It’s Phoebe here - kicking off this column with what everybody is reading here at A Little Beacon Blog before we dive into the second installment in this new column, Writerly Happenings.

I just returned Peter Carey’s new “A Long Way From Home” to the library without getting too far, though he’s usually a favorite. Now I’m starting “The Glitch” by Elizabeth Cohen, which passed me by when it was published in 2012, but I’ve heard good things. 

Katie is reading edible Hudson Valley’s Fall issue about the secret hotel created by an app developer of luxury cars (what?!). He wouldn’t even let them take full photos - all secret photos.

Marilyn, our Managing Editor, is actually blogging about her yoga teacher training experience at her blog, Ink and Coffee.

Catherine, our Editor of the Art Gallery Guide, is reading science. Science! Actually it’s Anatomy this week. She is back in school to be a nurse.

Speaking of good things, here’s the second installment of this new A Little Beacon Blog Guide to Writerly Happenings. Every couple of weeks I round up the best events happening in our growing local community of writers and readers and the people who love them.

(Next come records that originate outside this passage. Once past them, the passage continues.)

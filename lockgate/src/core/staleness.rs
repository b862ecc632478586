//! Staleness and release-marker rules for pruning.

use std::sync::LazyLock;
use std::time::{Duration, SystemTime};

use regex::Regex;

use crate::core::record::LockStatus;

/// Bytes of a lock file scanned for release markers and header fields.
pub const SCAN_LIMIT_BYTES: u64 = 16 * 1024;

const SECS_PER_DAY: f64 = 24.0 * 60.0 * 60.0;

static RELEASE_MARKER: LazyLock<Regex> = LazyLock::new(|| {
    Regex::new(r"(?i)\b(RELEASED|UNLOCKED|ready-for-unlock)\b").expect("release marker regex")
});

/// True if the text carries a release marker anywhere.
pub fn has_release_marker(text: &str) -> bool {
    RELEASE_MARKER.is_match(text)
}

/// Convert a (possibly fractional) day count into a threshold.
pub fn age_threshold(days: f64) -> Result<Duration, String> {
    if !days.is_finite() || days < 0.0 {
        return Err(format!("age must be a non-negative number of days (got {days})"));
    }
    Ok(Duration::from_secs_f64(days * SECS_PER_DAY))
}

/// Age of a file at `now`. A modification time in the future counts as zero age.
pub fn age(modified: SystemTime, now: SystemTime) -> Duration {
    now.duration_since(modified).unwrap_or(Duration::ZERO)
}

/// Age in days rounded to one decimal, for reports.
pub fn age_days(modified: SystemTime, now: SystemTime) -> f64 {
    (age(modified, now).as_secs_f64() / SECS_PER_DAY * 10.0).round() / 10.0
}

/// True once a record has gone untouched for at least `threshold`.
pub fn is_stale(modified: SystemTime, now: SystemTime, threshold: Duration) -> bool {
    age(modified, now) >= threshold
}

/// Decide whether a lock file's content allows deletion.
///
/// A marker anywhere in the scanned text is required. An explicit status that
/// is not a release token vetoes deletion even when a marker word appears in
/// prose; a missing status defers to the marker scan.
pub fn is_release_candidate(status: &LockStatus, scanned: &str) -> bool {
    match status {
        LockStatus::Absent => has_release_marker(scanned),
        status if status.is_release() => true,
        _ => false,
    }
}

#[cfg(test)]
mod tests {
    use super::*;

    const DAY: Duration = Duration::from_secs(24 * 60 * 60);

    #[test]
    fn marker_matches_whole_words_case_insensitively() {
        assert!(has_release_marker("status: RELEASED"));
        assert!(has_release_marker("LOCK released by alice"));
        assert!(has_release_marker("moved to ready-for-unlock"));
        assert!(has_release_marker("Unlocked"));
        assert!(!has_release_marker("unreleased work in progress"));
        assert!(!has_release_marker("status: active"));
    }

    #[test]
    fn stale_once_threshold_is_reached() {
        let modified = SystemTime::UNIX_EPOCH;
        assert!(is_stale(modified, modified + 30 * DAY, 30 * DAY));
        assert!(!is_stale(modified, modified + 29 * DAY, 30 * DAY));
    }

    #[test]
    fn future_mtime_is_never_stale() {
        let now = SystemTime::UNIX_EPOCH + DAY;
        assert!(!is_stale(now + DAY, now, DAY));
    }

    #[test]
    fn missing_status_without_marker_is_never_a_candidate() {
        assert!(!is_release_candidate(&LockStatus::Absent, "owner: alice\n\nworking"));
        assert!(is_release_candidate(&LockStatus::Absent, "owner: alice\n\nLOCK RELEASED"));
    }

    #[test]
    fn explicit_active_status_vetoes_marker_in_prose() {
        let text = "status: active\n\nwill be released after review";
        assert!(!is_release_candidate(&LockStatus::Active, text));
        assert!(is_release_candidate(&LockStatus::Released, "status: released"));
    }

    #[test]
    fn age_threshold_rejects_negative_days() {
        assert!(age_threshold(-1.0).is_err());
        assert_eq!(age_threshold(1.0).expect("threshold"), DAY);
    }
}
fn cmd_prune(workspace: &Workspace, age: Option<f64>, apply: bool) -> i32 {
    let age_days = age.unwrap_or(workspace.config.prune.age_days);
    let request = PruneRequest {
        lock_dir: workspace.config.lock_dir(&workspace.root),
        age_days,
        apply,
        worktree_mutex: workspace.config.worktree_mutex(&workspace.root),
    };
    let outcome = match prune(
        &workspace.root,
        &SystemRunner::default(),
        &request,
        SystemTime::now(),
    ) {
        Ok(outcome) => outcome,
        Err(err) => {
            if matches!(err, GateError::DirtyTree { .. }) {
                eprintln!("lockgate: refusing to delete locks");
            }
            eprintln!("lockgate: {err}");
            return exit_codes::for_prune_error(&err);
        }
    };

    match outcome {
        PruneOutcome::NothingToDo => {
            println!("no released locks older than {age_days} days found");
            exit_codes::OK
        }
        PruneOutcome::DryRun { candidates } => {
            println!(
                "found {} candidate(s) older than {age_days} days:",
                candidates.len()
            );
            for candidate in &candidates {
                println!("  - {}  (~{}d)", candidate.file_name, candidate.age_days);
            }
            println!("\nDRY-RUN (no files deleted). Re-run with --apply to remove these files.");
            exit_codes::DRY_RUN
        }
        PruneOutcome::Applied { deleted, failed } => {
            for name in &deleted {
                println!("deleted {name}");
            }
            for (name, err) in &failed {
                eprintln!("lockgate: failed to delete {name}: {err}");
            }
            println!("deletion complete; open a PR to record the removals");
            exit_codes::OK
        }
    }
}
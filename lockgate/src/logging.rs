//! Diagnostic tracing for lockgate.
//!
//! Tracing goes to stderr and is controlled by `RUST_LOG`. Command reports
//! (conflict lists, prune candidates, status tables) are printed directly and
//! are unaffected by the filter.

use tracing_subscriber::{EnvFilter, fmt, layer::SubscriberExt, util::SubscriberInitExt};

/// Initialize the tracing subscriber.
///
/// Reads `RUST_LOG`, defaulting to `warn`. Output: stderr, compact format.
///
/// # Example
/// ```bash
/// RUST_LOG=lockgate=debug lockgate pr --title "chore: bump" --test "cargo test"
/// ```
pub fn init() {
    let filter = EnvFilter::try_from_default_env().unwrap_or_else(|_| EnvFilter::new("warn"));

    tracing_subscriber::registry()
        .with(filter)
        .with(fmt::layer().with_writer(std::io::stderr).compact())
        .init();
}
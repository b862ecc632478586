//! Shared types passed between the io layer and core transitions.

/// Result of one child process invocation.
///
/// `exit_code` is `None` when the process was terminated by a signal.
#[derive(Debug, Clone, Default, PartialEq, Eq)]
pub struct ProcessOutput {
    pub exit_code: Option<i32>,
    pub stdout: String,
    pub stderr: String,
}

impl ProcessOutput {
    /// Successful output with the given stdout.
    pub fn ok(stdout: impl Into<String>) -> Self {
        Self {
            exit_code: Some(0),
            stdout: stdout.into(),
            stderr: String::new(),
        }
    }

    /// Failed output with the given exit code and stderr.
    pub fn failed(code: i32, stderr: impl Into<String>) -> Self {
        Self {
            exit_code: Some(code),
            stdout: String::new(),
            stderr: stderr.into(),
        }
    }

    pub fn success(&self) -> bool {
        self.exit_code == Some(0)
    }
}
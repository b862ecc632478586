//! Lock status summary for humans and machines.

use std::collections::BTreeMap;
use std::path::Path;
use std::time::SystemTime;

use chrono::{DateTime, SecondsFormat, Utc};
use serde::Serialize;

use crate::core::record::LockRecord;
use crate::core::staleness::age_days;
use crate::error::GateResult;
use crate::io::lock_store::list_records;

/// One row of the status report.
#[derive(Debug, Clone, Serialize, PartialEq)]
pub struct StatusEntry {
    pub name: String,
    pub path: String,
    /// Modification time, RFC 3339 UTC.
    pub modified: String,
    pub age_days: f64,
    pub status: String,
    pub owner: Option<String>,
    pub expires: Option<String>,
    pub note: Option<String>,
    pub blocking: bool,
    /// Every header field, keys lowercased.
    pub fields: BTreeMap<String, String>,
}

#[derive(Debug, Clone, Default)]
pub struct StatusFilter {
    /// Keep only records at least this many days old.
    pub min_age_days: Option<f64>,
    /// Keep only records with this owner (case-insensitive).
    pub owner: Option<String>,
}

impl StatusFilter {
    fn matches(&self, entry: &StatusEntry) -> bool {
        if let Some(min) = self.min_age_days
            && entry.age_days < min
        {
            return false;
        }
        if let Some(owner) = &self.owner {
            return entry
                .owner
                .as_deref()
                .is_some_and(|value| value.eq_ignore_ascii_case(owner));
        }
        true
    }
}

impl StatusEntry {
    fn from_record(record: &LockRecord, now: SystemTime) -> Self {
        let fields = record
            .document
            .fields()
            .map(|(key, value)| (key.to_ascii_lowercase(), value.to_string()))
            .collect();
        let modified: DateTime<Utc> = record.modified_at.into();
        Self {
            name: record.file_name.clone(),
            path: record.path.display().to_string(),
            modified: modified.to_rfc3339_opts(SecondsFormat::Secs, true),
            age_days: age_days(record.modified_at, now),
            status: record.status.to_string(),
            owner: record.owner.clone(),
            expires: record.expires.clone(),
            note: record.note.clone(),
            blocking: record.is_blocking(),
            fields,
        }
    }
}

/// Collect status rows for `dir`, sorted by file name, applying `filter`.
pub fn collect_status(
    dir: &Path,
    filter: &StatusFilter,
    now: SystemTime,
) -> GateResult<Vec<StatusEntry>> {
    Ok(list_records(dir)?
        .iter()
        .map(|record| StatusEntry::from_record(record, now))
        .filter(|entry| filter.matches(entry))
        .collect())
}

/// Fixed-width table, one lock per line.
pub fn render_table(entries: &[StatusEntry]) -> String {
    if entries.is_empty() {
        return "No lock files found\n".to_string();
    }
    let mut out = String::new();
    for entry in entries {
        out.push_str(&format!(
            "{:<48} mtime={} age={:>5}d status={:<16} owner={}{}\n",
            entry.name,
            entry.modified,
            entry.age_days,
            entry.status,
            entry.owner.as_deref().unwrap_or("n/a"),
            if entry.blocking { "  [blocking]" } else { "" },
        ));
    }
    out
}
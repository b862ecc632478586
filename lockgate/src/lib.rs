//! Advisory lock registry and lock-gated PR automation for git repositories.
//!
//! Contributors claim parts of a repository by committing `Lock/LOCKED-<slug>.md`
//! files. lockgate reads and annotates those claims, keeps ordinary commits
//! out of protected paths, prunes stale released claims, and refuses to open an
//! automated PR while any claim is active.
//!
//! - **[`core`]**: Pure logic (header parsing, status classification, prefix
//!   matching, staleness, pipeline transitions). No I/O.
//! - **[`io`]**: Side effects (lock files, git, child processes, config, the
//!   worktree mutex), behind seams that tests can script.
//!
//! Orchestration modules ([`guard`], [`prune`], [`pipeline`], [`status`],
//! [`unlock`], [`restore`]) combine the two to implement the CLI commands.

pub mod core;
pub mod error;
pub mod exit_codes;
pub mod guard;
pub mod io;
pub mod logging;
pub mod pipeline;
pub mod prune;
pub mod restore;
pub mod status;
#[cfg(any(test, feature = "test-support"))]
pub mod test_support;
pub mod unlock;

WRITERLY HAPPENINGS IN BEACON & COLD SPRING

On Wednesday, November 7, Binnacle’s Book Club meets from 7 to 8 pm at Denning's Point Distillery to discuss “Lake Success,” by Gary Shteyngart. If you are going and want to buy the book at Binnacle, you get 10% off this title. I’m sorry to have missed the reading of “The Seas,” by Samantha Hunt, on Wednesday the 24th, but staying tuned for more events to come.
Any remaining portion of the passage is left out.